Raine’s decision to stay on the ship is peaceful to her mind somewhat, but it cannot keep her away from trouble. This time trouble comes in the form of demons. On a shopping trip, she tries to save a man from dying at the hands of invisible-blue-naked-demons, only for the public to misunderstand her as the murderer. Raine isn’t much bothered though. Being a member of the Benares family, she is well equipped to take it in her stride.The Saghred does not look at the demons as enemies, which means Raine is almost helpless against the danger. When she takes an impossible form of help from Tam to save Talon and Piaras, she realises her problems haven’t even begun yet.
We see Tam, Mychael and Raine bound in a magical bond and we see Raine’s amazement and despair at it, because this bond endangers all three of them. But right now there doesn’t seem to be a way out. And no one has the time to bother. Tam has to find the demon portal and close it, Mychael has to save the residents and students at the Isle, and Raine is too busy trying to counter Rudra’s plan and saving Saghred.
The story has a good beginning. It starts exactly where the previous book had come to an end. The depiction of demons is ludicrous at first and lethal later, to ease the readers into the book. With Phaelan and Vegard at her side, Raine is ever ready to take on trouble, and that is what she inevitably runs into.
The emergence of demons also cause Talon and Piaras to be caught in middle of a battle that is not theirs. Taltek Balmorlan and Carnades Silvanus are eager to intervene and gain control of the situation. But that is not the end of their ambition. We also see Raine protecting Carnades and warning him of danger, but again it is a futile good deed. Especially because he is blind in his hatred and would readily condemn Raine and her friends to execution, given a chance. I honestly think that Raine shouldn’t have bothered. But we are made to understand, she cannot help her conscience anymore than Carnades can help being an evil, pompous idiot.
Sarad’s mind control, exhibited in all its glory to blackmail Raine, forces Raine and Mychael into taking preventive measures. But even those few steps lead to further revelations for Raine (and through her, for the readers).
I picked up this series with all the books in my hand, so I didn’t have to wait a whole year for the next book to come out.Which meant I read the series back to back. So one thing was annoyingly clear to me. It was the repetition in the narrative. Raine provides the explanation for the current situations and introduces the characters to us in great details. This explanation was there in the second book as well and I found the repetition irksome in both the books.
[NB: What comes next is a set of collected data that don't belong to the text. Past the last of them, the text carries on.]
//! Construction settings for `ContinuousQueue`.

#[cfg(feature = "serde")]
use serde::{Deserialize, Serialize};

/// Capacity used when no other is given.
pub const DEFAULT_CAPACITY: usize = 16;

/// Settings a host can embed in its own configuration to size a queue.
///
/// With the `serde` feature, missing fields fall back to their defaults:
///
/// ```
/// # #[cfg(feature = "serde")]
/// # {
/// use continuous_queue::Settings;
///
/// let settings: Settings = serde_json::from_str("{}").unwrap();
/// assert_eq!(settings.initial_capacity, 16);
/// # }
/// ```
#[derive(Debug, Clone, Copy, PartialEq, Eq, Hash)]
#[cfg_attr(feature = "serde", derive(Serialize, Deserialize))]
#[cfg_attr(feature = "serde", serde(default))]
pub struct Settings {
    /// Length of the backing array allocated up front.
    pub initial_capacity: usize,
}

impl Settings {
    /// Settings with the given initial capacity.
    pub fn with_initial_capacity(initial_capacity: usize) -> Settings {
        Settings { initial_capacity }
    }
}

impl Default for Settings {
    fn default() -> Settings {
        Settings { initial_capacity: DEFAULT_CAPACITY }
    }
}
The rest of the narrative is good and has the same fast pace that the previous books in the series had. The suspense in the story is good too. The stand which Piaras took against the demons (with someone at his side) at the end is not only depicted well, it is chucklesome, which comes as a nice surprise. The three-way bond between Tam, Raine and Mychael had originally given me a feeling of dread. I expected the things to slide into hot and nasty waters then, but things were handled neatly, with no fuss. The ending is good too, though slightly expected yet unforeseeable.
The Trouble With Demons has a lot of unexpected springing on us and a lot of the expected (yet unanticipated) happening before our eyes. Altogether, apart from a few tiny misses, it is a book I thoroughly enjoyed.